━━━ GIVEN ENTRIES ━━━
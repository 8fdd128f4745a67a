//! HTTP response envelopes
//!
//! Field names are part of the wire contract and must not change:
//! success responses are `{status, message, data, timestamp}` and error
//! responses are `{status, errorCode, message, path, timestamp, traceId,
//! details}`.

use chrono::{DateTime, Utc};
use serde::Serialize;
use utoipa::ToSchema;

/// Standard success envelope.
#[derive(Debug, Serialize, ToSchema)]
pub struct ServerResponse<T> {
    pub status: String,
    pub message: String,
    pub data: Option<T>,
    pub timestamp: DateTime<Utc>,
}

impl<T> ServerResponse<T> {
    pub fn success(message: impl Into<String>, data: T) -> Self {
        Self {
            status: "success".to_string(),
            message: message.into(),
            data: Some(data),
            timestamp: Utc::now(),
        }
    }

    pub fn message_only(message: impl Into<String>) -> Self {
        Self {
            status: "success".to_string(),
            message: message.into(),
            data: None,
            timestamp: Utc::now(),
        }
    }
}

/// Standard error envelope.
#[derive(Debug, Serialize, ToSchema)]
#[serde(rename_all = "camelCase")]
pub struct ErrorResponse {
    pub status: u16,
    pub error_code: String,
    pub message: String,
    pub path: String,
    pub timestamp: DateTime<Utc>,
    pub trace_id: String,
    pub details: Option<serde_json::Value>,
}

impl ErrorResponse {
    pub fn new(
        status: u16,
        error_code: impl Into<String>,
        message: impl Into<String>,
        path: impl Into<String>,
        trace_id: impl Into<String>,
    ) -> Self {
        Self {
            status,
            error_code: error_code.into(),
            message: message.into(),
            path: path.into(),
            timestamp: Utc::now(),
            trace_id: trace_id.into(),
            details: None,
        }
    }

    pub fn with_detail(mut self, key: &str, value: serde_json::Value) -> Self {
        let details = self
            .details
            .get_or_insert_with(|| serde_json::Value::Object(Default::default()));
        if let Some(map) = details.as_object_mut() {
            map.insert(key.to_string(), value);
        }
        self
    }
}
━━━
━━━ GIVEN ENTRIES ━━━
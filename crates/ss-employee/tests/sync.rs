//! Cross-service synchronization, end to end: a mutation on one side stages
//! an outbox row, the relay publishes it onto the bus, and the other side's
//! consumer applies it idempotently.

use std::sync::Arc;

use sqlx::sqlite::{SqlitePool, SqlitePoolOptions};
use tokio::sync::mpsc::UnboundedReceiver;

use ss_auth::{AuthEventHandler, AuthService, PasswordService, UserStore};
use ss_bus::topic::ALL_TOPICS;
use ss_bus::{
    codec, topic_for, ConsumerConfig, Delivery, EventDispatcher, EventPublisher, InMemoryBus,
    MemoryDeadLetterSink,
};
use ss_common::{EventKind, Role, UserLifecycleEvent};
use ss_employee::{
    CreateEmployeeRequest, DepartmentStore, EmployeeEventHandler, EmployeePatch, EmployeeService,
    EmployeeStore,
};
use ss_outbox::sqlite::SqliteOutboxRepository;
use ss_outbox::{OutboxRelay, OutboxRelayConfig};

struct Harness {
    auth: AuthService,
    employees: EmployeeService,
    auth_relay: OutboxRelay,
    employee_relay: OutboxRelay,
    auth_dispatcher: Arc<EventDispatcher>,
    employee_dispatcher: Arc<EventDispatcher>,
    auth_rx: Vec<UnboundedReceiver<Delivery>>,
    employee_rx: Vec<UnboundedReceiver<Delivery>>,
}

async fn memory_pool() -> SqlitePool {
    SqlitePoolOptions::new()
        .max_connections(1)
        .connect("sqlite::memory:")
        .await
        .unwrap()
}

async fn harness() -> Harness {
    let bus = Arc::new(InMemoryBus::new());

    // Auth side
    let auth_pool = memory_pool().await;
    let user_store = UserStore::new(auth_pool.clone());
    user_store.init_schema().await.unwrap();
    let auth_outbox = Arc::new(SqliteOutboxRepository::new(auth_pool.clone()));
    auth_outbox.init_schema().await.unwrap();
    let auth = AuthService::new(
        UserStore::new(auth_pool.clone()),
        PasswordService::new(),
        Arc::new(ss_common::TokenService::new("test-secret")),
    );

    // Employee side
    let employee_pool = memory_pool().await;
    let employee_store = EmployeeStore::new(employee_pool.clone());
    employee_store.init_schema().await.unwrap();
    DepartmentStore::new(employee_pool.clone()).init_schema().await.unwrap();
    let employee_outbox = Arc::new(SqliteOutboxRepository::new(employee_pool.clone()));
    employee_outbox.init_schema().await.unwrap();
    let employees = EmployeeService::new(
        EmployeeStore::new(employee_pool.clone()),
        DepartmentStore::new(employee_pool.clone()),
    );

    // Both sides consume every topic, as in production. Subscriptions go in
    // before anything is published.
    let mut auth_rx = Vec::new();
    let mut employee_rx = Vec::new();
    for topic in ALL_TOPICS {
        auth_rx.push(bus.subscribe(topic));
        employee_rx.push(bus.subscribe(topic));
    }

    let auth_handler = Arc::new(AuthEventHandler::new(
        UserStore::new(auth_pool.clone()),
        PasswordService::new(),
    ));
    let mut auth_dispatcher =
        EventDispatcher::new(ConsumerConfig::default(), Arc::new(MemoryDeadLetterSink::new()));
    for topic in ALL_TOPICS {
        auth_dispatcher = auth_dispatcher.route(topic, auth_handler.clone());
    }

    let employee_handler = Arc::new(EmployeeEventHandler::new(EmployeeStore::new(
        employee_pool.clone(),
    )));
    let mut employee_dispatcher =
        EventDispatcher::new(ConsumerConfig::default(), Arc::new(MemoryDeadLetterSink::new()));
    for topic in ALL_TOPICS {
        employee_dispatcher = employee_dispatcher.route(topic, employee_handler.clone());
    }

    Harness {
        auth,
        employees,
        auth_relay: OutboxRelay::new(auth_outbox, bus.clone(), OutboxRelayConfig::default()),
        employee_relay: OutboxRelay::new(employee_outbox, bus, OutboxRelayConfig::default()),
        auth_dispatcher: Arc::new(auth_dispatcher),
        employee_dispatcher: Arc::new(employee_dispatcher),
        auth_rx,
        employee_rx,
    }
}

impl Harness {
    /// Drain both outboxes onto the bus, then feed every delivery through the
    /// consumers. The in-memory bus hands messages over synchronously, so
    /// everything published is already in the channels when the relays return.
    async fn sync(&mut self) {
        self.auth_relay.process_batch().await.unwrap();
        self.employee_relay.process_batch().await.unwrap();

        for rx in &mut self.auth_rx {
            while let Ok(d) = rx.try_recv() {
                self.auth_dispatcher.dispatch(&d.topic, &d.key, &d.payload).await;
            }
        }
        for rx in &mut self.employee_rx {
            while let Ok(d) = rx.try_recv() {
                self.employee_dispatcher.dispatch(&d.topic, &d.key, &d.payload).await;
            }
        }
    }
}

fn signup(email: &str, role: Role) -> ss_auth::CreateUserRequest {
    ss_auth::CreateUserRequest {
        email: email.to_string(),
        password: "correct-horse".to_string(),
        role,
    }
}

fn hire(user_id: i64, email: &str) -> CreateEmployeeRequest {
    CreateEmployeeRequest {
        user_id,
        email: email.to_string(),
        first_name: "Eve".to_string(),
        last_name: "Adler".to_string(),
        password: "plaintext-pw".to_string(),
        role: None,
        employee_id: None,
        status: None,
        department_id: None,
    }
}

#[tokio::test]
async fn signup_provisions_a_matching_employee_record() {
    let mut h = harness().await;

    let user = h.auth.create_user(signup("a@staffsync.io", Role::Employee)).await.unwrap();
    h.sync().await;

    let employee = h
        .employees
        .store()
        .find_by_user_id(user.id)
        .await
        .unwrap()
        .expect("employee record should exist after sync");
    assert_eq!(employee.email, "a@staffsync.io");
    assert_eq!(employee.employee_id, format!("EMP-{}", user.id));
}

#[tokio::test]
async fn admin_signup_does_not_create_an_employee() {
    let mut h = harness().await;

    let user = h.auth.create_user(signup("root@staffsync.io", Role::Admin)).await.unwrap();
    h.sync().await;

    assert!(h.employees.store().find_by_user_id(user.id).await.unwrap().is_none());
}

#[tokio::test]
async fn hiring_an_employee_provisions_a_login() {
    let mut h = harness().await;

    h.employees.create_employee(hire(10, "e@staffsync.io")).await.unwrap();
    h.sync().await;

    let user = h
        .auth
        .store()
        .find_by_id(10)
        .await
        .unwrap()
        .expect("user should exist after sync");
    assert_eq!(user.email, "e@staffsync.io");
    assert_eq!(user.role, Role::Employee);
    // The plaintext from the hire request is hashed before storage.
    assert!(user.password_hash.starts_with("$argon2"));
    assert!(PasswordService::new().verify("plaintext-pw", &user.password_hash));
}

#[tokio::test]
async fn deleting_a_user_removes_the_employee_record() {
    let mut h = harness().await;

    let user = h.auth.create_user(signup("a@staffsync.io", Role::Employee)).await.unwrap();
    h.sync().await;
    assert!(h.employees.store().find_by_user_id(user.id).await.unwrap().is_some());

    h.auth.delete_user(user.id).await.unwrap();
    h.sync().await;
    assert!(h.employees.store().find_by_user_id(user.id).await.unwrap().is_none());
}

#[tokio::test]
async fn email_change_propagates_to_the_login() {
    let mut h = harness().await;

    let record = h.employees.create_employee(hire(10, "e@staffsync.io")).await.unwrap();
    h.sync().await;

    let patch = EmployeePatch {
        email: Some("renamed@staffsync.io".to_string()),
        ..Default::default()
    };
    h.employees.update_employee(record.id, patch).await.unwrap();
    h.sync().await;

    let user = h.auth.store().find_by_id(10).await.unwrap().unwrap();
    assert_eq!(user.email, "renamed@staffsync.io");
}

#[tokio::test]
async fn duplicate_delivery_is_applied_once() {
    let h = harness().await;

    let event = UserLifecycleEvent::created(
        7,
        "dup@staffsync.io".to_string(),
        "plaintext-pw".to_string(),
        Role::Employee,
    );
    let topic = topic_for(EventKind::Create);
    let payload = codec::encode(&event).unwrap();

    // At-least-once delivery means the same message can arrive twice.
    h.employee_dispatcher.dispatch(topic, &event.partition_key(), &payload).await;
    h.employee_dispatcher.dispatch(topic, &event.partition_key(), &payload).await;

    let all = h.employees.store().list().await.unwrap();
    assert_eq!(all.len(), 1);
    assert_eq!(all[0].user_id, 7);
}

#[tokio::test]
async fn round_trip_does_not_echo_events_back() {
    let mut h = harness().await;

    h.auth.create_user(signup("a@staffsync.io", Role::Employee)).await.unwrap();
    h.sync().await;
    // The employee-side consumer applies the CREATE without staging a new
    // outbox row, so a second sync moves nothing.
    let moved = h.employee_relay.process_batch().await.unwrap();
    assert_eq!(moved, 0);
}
━━━
━━━ GIVEN ENTRIES ━━━
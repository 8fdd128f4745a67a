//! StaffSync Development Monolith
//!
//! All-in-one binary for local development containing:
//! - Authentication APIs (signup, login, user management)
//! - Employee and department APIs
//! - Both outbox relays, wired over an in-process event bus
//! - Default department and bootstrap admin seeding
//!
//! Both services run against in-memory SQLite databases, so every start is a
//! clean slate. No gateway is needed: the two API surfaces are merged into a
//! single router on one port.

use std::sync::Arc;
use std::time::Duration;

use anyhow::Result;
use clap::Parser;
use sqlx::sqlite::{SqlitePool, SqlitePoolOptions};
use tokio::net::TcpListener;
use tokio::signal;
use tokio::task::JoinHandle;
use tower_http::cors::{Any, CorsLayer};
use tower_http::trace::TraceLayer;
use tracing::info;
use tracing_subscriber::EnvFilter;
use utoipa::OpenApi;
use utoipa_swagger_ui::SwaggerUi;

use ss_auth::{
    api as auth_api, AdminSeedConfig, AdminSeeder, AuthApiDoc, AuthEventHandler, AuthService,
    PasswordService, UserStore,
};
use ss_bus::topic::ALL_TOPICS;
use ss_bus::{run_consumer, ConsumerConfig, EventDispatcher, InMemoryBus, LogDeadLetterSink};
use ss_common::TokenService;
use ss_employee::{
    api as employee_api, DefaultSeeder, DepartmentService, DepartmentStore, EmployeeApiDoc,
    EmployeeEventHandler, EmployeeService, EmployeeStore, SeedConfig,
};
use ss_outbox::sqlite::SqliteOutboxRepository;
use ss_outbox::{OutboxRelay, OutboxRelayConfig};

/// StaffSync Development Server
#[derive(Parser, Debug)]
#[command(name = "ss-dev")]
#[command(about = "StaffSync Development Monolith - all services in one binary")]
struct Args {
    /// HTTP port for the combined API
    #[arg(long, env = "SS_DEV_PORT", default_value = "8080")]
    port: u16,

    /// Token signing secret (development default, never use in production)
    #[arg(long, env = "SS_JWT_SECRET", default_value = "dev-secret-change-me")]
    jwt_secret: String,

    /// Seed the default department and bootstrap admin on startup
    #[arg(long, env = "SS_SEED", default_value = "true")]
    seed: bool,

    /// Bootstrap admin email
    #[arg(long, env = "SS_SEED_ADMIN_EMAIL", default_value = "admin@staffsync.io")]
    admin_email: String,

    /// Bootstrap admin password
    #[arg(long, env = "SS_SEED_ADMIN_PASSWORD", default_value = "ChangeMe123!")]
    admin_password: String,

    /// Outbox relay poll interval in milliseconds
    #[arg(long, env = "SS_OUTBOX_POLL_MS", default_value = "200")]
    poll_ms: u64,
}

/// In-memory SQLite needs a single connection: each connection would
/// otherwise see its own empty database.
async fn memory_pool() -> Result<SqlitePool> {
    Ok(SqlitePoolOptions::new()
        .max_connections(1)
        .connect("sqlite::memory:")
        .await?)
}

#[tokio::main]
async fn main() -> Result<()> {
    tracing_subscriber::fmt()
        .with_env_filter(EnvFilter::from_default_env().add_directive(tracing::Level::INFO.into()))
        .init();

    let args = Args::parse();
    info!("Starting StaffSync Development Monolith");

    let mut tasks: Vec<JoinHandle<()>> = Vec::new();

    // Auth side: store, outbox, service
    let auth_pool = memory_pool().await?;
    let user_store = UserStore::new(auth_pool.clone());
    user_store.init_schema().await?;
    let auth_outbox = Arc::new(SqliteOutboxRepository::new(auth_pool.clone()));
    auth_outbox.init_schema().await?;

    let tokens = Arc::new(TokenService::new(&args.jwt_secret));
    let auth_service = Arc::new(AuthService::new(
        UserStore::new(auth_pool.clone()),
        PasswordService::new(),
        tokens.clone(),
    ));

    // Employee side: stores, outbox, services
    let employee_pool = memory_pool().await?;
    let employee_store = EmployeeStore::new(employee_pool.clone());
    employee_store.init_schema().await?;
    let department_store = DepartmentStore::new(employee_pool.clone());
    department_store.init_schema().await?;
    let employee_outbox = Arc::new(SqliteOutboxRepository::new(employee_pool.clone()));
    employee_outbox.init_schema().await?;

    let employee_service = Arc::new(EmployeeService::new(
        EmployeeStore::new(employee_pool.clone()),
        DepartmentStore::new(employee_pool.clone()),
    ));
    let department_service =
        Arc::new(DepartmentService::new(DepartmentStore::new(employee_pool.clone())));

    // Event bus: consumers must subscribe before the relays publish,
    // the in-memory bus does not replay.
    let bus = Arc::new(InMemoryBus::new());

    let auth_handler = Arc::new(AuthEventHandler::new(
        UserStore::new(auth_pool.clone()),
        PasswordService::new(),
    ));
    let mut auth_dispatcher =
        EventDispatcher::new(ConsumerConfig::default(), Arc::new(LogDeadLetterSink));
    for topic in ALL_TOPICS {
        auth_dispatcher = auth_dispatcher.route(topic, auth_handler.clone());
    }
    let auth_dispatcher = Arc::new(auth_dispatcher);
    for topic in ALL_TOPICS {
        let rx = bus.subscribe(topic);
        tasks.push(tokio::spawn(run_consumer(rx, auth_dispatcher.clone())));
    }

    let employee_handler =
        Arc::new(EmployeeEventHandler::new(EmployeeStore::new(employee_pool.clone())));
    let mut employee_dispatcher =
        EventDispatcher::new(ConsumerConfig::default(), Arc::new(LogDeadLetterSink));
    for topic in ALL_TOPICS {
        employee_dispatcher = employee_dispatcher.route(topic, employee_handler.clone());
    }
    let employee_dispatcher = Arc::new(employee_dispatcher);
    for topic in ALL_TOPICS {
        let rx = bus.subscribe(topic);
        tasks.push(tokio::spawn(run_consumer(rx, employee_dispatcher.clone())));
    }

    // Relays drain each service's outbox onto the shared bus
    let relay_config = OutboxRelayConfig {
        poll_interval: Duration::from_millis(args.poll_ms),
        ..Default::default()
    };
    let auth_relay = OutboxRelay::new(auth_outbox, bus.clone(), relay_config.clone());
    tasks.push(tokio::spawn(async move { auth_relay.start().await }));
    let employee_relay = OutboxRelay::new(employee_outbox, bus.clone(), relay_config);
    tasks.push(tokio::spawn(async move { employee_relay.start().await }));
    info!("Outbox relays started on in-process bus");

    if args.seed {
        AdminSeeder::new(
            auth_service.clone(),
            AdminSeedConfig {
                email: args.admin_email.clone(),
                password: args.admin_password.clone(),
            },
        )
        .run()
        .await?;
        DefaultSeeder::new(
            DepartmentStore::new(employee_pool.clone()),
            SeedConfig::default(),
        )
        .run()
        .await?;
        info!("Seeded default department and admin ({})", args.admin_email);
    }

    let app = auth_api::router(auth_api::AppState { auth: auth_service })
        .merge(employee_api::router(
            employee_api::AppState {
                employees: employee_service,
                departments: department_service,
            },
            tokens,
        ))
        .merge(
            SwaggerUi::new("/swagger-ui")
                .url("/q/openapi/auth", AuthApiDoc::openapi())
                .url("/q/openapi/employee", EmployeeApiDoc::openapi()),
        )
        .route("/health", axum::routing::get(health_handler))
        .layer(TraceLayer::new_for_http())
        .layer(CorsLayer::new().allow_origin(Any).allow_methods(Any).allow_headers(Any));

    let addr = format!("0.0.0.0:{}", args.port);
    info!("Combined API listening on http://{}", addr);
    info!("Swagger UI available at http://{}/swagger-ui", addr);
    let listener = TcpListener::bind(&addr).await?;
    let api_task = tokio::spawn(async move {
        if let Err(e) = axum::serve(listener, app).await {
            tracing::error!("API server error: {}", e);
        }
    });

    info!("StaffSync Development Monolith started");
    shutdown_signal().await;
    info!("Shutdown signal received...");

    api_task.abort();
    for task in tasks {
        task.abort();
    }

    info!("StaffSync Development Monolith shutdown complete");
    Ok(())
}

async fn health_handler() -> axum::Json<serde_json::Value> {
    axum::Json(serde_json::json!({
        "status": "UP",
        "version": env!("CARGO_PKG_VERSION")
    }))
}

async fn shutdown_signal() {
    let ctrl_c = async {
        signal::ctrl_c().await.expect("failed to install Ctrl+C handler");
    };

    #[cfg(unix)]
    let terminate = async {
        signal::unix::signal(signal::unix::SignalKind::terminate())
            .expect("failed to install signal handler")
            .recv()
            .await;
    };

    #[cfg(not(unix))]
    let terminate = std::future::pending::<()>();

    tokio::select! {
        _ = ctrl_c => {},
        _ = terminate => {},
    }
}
━━━
Copy out each line of the listing that holds the string "format".

    assert_eq!(employee.employee_id, format!("EMP-{}", user.id));
    let addr = format!("0.0.0.0:{}", args.port);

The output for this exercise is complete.